It’s been a long time… a long time… long time…
Snow gasped as realisation struck, just as David pulled back with a start and she could see he understood as well. “The curse,” she exclaimed. “Is it broken?”
“I think it is,” he replied. “I remember…” His eyes filled with regret and he pulled her close again. “Snow. I remember.”
Snow wrapped her arms around him and they held each other in silence for a moment, far too tightly for comfort and still not nearly tight enough as their cursed memories washed over them. Everything that had happened over the past year, the wretchedness of it, living together and feeling nothing for each other. It should have been impossible, Snow thought, they were True Love. She could certainly feel her love for him now, surging up almost indignantly as if it resented having gone un-felt for so long, and yet she remembered looking at him with pure indifference. She shuddered and David’s arms tightened still further. She knew he was wondering the same thing she was. Who, what, could possibly have done this to them?
She tried to sort through the memories, of Regina—as their maid, of all unbelievable things—and Zelena—wait, who exactly was Zelena?—and Emma, and—
“Emma!” she cried, jerking her head back so abruptly it narrowly missed a collision with David’s chin. “David, she’s here in Storybrooke! How is she here?”
“I was just wondering that,” he said grimly. “What do you say we go find out?”
~
“We should go to Granny’s,” suggested Henry. “That’s where everyone went when the last curse broke. I bet they’ll go there again.”
“Good thinking.” Emma nodded in agreement but Killian shook his head.
“What about Zelena?” he asked. “Do we know how the curse breaking will affect her? Perhaps we should stop by the sheriff’s station first.”
“I think Zelena will be okay in her cell for a bit longer,” Emma replied. “She’s still behind that shielding spell I put around her.”
“Nevertheless I’d feel better if we checked,” said Killian. “Not that I don’t have every faith in you, Swan, but we should err on the side of caution. Zelena is nothing if not unpredictable.”
“Hmmm, yeah that is a point. And she has been one step ahead of us for most of this.” Emma’s expression turned thoughtful. “Okay, we can go to the sheriff’s station, but I’d actually kind of like to go find my parents first.” She shrugged. “Just to see them, you know. Before we get caught up with the rest of the town.”
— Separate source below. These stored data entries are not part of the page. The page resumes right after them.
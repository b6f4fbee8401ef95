use rdkafka::config::ClientConfig;
use rdkafka::consumer::{Consumer, StreamConsumer};
use rdkafka::message::{BorrowedMessage, Message};
use skyway_core::{CoreError, CoreResult, EventEnvelope};
use std::future::Future;
use std::time::Duration;
use tracing::{error, info, warn};

const INITIAL_BACKOFF: Duration = Duration::from_millis(200);
const MAX_BACKOFF: Duration = Duration::from_secs(30);

/// Subscribes to integration topics and feeds decoded envelopes to a handler.
///
/// Offsets are stored only once a message is settled, so a message whose
/// handler keeps failing with an internal error is never committed past.
pub struct EventConsumer {
    consumer: StreamConsumer,
}

impl EventConsumer {
    pub fn new(brokers: &str, group_id: &str, topics: &[&str]) -> Result<Self, rdkafka::error::KafkaError> {
        let consumer: StreamConsumer = ClientConfig::new()
            .set("bootstrap.servers", brokers)
            .set("group.id", group_id)
            .set("enable.auto.commit", "true")
            .set("enable.auto.offset.store", "false")
            .set("auto.offset.reset", "earliest")
            .create()?;

        consumer.subscribe(topics)?;
        info!("Consumer {} subscribed to {:?}", group_id, topics);
        Ok(Self { consumer })
    }

    /// Receive forever.
    ///
    /// Internal handler failures are retried with backoff until they succeed.
    /// Unreadable payloads and any other handler failure are logged and the
    /// message is skipped, since redelivery would fail the same way.
    pub async fn run<F, Fut>(self, handler: F)
    where
        F: Fn(EventEnvelope) -> Fut,
        Fut: Future<Output = CoreResult<()>>,
    {
        loop {
            let message = match self.consumer.recv().await {
                Ok(m) => m,
                Err(e) => {
                    error!("Kafka error: {}", e);
                    continue;
                }
            };

            match read(&message) {
                Ok(envelope) => deliver(&handler, envelope, INITIAL_BACKOFF).await,
                Err(e) => error!("Skipping unreadable message on {}: {}", message.topic(), e),
            }

            if let Err(e) = self.consumer.store_offset_from_message(&message) {
                error!("Failed to store offset on {}: {}", message.topic(), e);
            }
        }
    }
}

fn read(message: &BorrowedMessage<'_>) -> Result<EventEnvelope, String> {
    match message.payload_view::<str>() {
        None => Err("empty payload".to_string()),
        Some(payload) => payload.map_err(|e| e.to_string()).and_then(decode),
    }
}

fn decode(payload: &str) -> Result<EventEnvelope, String> {
    serde_json::from_str(payload).map_err(|e| e.to_string())
}

/// Only internal failures can succeed on a later attempt.
fn is_transient(error: &CoreError) -> bool {
    matches!(error, CoreError::Internal(_))
}

/// Hand `envelope` to `handler` until it settles.
async fn deliver<F, Fut>(handler: &F, envelope: EventEnvelope, initial_backoff: Duration)
where
    F: Fn(EventEnvelope) -> Fut,
    Fut: Future<Output = CoreResult<()>>,
{
    let message_id = envelope.message_id;
    let mut backoff = initial_backoff;
    loop {
        match handler(envelope.clone()).await {
            Ok(()) => return,
            Err(e) if is_transient(&e) => {
                warn!("Message {} failed, retrying in {:?}: {}", message_id, backoff, e);
                tokio::time::sleep(backoff).await;
                backoff = (backoff * 2).min(MAX_BACKOFF);
            }
            Err(e) => {
                error!("Dropping message {}: {}", message_id, e);
                return;
            }
        }
    }
}

#[cfg(test)]
mod tests {
    use super::*;
    use skyway_shared::contracts::UserCreated;
    use std::sync::atomic::{AtomicUsize, Ordering};

    fn envelope() -> EventEnvelope {
        EventEnvelope::wrap(&UserCreated {
            id: 4,
            name: "Ada Lovelace".into(),
            passport_number: "P1234567".into(),
        })
        .unwrap()
    }

    #[test]
    fn test_decode_reads_published_envelope() {
        let envelope = envelope();
        let wire = serde_json::to_string(&envelope).unwrap();

        let decoded = decode(&wire).unwrap();

        assert_eq!(decoded, envelope);
        assert!(decode("{\"not\":\"an envelope\"}").is_err());
    }

    #[tokio::test]
    async fn test_internal_failures_are_retried_until_handled() {
        let attempts = AtomicUsize::new(0);
        let handler = |_: EventEnvelope| {
            let attempt = attempts.fetch_add(1, Ordering::SeqCst);
            async move {
                if attempt < 2 {
                    Err(CoreError::internal("database timed out"))
                } else {
                    Ok(())
                }
            }
        };

        deliver(&handler, envelope(), Duration::from_millis(1)).await;

        assert_eq!(attempts.load(Ordering::SeqCst), 3);
    }

    #[tokio::test]
    async fn test_permanent_failures_are_not_retried() {
        let attempts = AtomicUsize::new(0);
        let handler = |_: EventEnvelope| {
            attempts.fetch_add(1, Ordering::SeqCst);
            async { Err::<(), _>(CoreError::invalid("payload", "missing id")) }
        };

        deliver(&handler, envelope(), Duration::from_millis(1)).await;

        assert_eq!(attempts.load(Ordering::SeqCst), 1);
    }
}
Killian smiled. “Of course, love.”
“And, um, actually, can I go to Regina’s?” asked Henry. “I want to make sure she’s okay, and I can tell her about the plan to meet at Granny’s.”
“That’s probably a good idea,” said Emma. “The rest of us can go to my parents—”
“It might be better if you did that without me,” Killian interjected. “Your father and I were still on rather shaky terms when I saw him last and my presence with you would likely raise some questions best kept for later.”
Neal snorted, then shrugged when the other three glared at him. “What? He’s not wrong.”
“So where will you go?” Emma asked.
“I was thinking I could stop at the sheriff’s station by myself. If Zelena is as secure as you think then you needn’t come along unless you wish to. I can check on her quickly then head to Granny’s and meet you there.”
“Okay, that sounds like a good plan,” said Emma. “Henry goes to get Regina—”
“And Robin, they have a date tonight so he should be with her.” Henry’s eyes lit up. “I bet Robin Hood will be useful in—well, in whatever comes now.”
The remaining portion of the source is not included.